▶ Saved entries
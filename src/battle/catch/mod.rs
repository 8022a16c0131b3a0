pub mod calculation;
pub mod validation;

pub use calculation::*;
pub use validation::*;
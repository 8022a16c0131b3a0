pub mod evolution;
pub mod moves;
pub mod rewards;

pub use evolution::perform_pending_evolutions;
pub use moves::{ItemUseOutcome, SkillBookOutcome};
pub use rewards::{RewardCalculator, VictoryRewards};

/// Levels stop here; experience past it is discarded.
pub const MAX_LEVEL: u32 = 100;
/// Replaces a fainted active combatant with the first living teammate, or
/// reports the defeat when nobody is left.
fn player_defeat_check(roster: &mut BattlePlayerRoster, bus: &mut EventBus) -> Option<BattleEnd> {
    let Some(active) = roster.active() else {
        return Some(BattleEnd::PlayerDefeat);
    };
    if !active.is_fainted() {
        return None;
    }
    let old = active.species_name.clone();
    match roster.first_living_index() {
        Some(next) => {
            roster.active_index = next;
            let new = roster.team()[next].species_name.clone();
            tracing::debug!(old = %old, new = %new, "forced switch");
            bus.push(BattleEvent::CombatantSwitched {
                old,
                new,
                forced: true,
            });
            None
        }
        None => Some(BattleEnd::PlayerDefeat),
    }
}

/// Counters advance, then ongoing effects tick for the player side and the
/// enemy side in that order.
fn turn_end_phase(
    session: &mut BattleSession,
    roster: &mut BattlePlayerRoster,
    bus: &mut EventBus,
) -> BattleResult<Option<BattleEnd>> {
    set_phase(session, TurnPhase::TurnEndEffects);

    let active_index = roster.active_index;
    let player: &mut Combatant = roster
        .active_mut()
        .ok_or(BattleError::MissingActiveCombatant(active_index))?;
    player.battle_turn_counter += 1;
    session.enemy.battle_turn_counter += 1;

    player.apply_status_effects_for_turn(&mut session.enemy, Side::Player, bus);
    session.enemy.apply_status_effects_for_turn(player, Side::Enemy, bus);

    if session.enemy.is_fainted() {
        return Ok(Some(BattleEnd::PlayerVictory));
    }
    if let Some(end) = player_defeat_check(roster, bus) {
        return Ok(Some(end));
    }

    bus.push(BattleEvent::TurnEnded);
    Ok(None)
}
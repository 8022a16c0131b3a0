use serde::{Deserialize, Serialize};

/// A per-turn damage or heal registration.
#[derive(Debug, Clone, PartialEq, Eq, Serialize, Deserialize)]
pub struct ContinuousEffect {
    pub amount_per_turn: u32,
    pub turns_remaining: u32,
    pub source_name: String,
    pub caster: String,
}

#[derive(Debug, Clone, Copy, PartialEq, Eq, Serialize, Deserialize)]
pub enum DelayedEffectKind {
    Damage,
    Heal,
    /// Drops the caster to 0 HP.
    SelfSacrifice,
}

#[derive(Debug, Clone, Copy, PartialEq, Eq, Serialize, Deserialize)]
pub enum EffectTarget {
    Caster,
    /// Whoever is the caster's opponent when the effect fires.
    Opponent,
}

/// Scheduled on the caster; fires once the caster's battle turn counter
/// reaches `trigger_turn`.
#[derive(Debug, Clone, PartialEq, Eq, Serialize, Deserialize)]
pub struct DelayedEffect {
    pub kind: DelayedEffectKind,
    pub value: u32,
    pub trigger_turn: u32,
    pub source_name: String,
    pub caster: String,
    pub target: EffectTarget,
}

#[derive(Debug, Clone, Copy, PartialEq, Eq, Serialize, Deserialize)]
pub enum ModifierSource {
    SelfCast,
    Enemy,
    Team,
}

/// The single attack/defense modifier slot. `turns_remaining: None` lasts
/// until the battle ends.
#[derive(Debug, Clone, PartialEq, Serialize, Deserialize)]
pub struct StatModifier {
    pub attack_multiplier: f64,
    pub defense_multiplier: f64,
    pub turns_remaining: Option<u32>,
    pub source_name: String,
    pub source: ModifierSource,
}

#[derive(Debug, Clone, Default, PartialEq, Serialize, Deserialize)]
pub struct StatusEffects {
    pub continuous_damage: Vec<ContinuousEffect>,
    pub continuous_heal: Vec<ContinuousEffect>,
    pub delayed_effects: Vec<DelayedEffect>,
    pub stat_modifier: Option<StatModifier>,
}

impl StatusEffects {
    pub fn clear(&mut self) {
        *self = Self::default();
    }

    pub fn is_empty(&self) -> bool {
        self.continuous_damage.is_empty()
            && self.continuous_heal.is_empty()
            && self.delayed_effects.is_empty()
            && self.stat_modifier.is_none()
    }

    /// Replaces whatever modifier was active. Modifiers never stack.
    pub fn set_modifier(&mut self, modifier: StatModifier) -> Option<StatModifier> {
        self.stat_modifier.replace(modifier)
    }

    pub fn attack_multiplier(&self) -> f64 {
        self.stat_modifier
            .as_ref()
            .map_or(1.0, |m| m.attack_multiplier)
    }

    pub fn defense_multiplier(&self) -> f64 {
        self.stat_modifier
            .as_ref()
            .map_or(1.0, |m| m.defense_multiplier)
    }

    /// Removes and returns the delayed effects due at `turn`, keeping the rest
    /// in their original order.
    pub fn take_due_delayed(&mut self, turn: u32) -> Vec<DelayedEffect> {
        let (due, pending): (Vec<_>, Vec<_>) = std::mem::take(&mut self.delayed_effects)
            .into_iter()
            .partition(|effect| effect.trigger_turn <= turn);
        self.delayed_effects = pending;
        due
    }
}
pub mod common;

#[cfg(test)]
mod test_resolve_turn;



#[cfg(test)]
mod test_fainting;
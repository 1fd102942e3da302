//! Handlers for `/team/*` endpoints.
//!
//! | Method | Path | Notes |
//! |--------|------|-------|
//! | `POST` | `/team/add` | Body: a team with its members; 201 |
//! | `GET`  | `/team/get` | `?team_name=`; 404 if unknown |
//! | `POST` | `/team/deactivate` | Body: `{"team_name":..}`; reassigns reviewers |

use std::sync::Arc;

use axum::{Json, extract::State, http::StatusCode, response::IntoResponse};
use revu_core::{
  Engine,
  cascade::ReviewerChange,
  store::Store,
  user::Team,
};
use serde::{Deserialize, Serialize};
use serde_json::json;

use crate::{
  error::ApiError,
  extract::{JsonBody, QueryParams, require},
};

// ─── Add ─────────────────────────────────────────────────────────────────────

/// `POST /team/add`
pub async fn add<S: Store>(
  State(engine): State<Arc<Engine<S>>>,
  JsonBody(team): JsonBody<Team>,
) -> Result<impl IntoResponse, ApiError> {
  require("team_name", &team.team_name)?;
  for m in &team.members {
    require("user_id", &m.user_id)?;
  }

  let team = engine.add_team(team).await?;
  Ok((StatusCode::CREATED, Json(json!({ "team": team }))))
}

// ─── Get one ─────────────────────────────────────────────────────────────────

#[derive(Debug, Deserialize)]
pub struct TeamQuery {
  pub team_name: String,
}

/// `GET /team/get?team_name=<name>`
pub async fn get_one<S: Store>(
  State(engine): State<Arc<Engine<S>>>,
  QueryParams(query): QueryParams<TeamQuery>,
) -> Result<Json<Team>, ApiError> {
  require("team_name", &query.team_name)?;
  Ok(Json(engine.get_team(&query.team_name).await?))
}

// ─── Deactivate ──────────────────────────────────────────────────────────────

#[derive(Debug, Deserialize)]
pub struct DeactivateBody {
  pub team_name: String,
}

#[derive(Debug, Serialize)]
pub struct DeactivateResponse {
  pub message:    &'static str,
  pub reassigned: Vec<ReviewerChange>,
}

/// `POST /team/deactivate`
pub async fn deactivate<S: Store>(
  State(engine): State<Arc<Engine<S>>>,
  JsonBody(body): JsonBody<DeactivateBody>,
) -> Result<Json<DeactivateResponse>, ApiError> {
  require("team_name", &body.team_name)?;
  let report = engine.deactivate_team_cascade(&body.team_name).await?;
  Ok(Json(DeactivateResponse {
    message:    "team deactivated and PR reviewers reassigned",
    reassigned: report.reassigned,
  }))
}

▶ Description of the task
Set the lines down exactly, from the first line of the records to the line where "let old = active.species_name.clone();" appears, with both ends kept.

▶ Written answer
filename src/battle/catch/mod.rs
repository 8022a16c0131b3a0
pub mod calculation;
pub mod validation;

pub use calculation::*;
pub use validation::*;
repository 8022a16c0131b3a0
pub mod evolution;
pub mod moves;
pub mod rewards;

pub use evolution::perform_pending_evolutions;
pub use moves::{ItemUseOutcome, SkillBookOutcome};
pub use rewards::{RewardCalculator, VictoryRewards};

/// Levels stop here; experience past it is discarded.
pub const MAX_LEVEL: u32 = 100;
/// Replaces a fainted active combatant with the first living teammate, or
/// reports the defeat when nobody is left.
fn player_defeat_check(roster: &mut BattlePlayerRoster, bus: &mut EventBus) -> Option<BattleEnd> {
    let Some(active) = roster.active() else {
        return Some(BattleEnd::PlayerDefeat);
    };
    if !active.is_fainted() {
        return None;
    }
    let old = active.species_name.clone();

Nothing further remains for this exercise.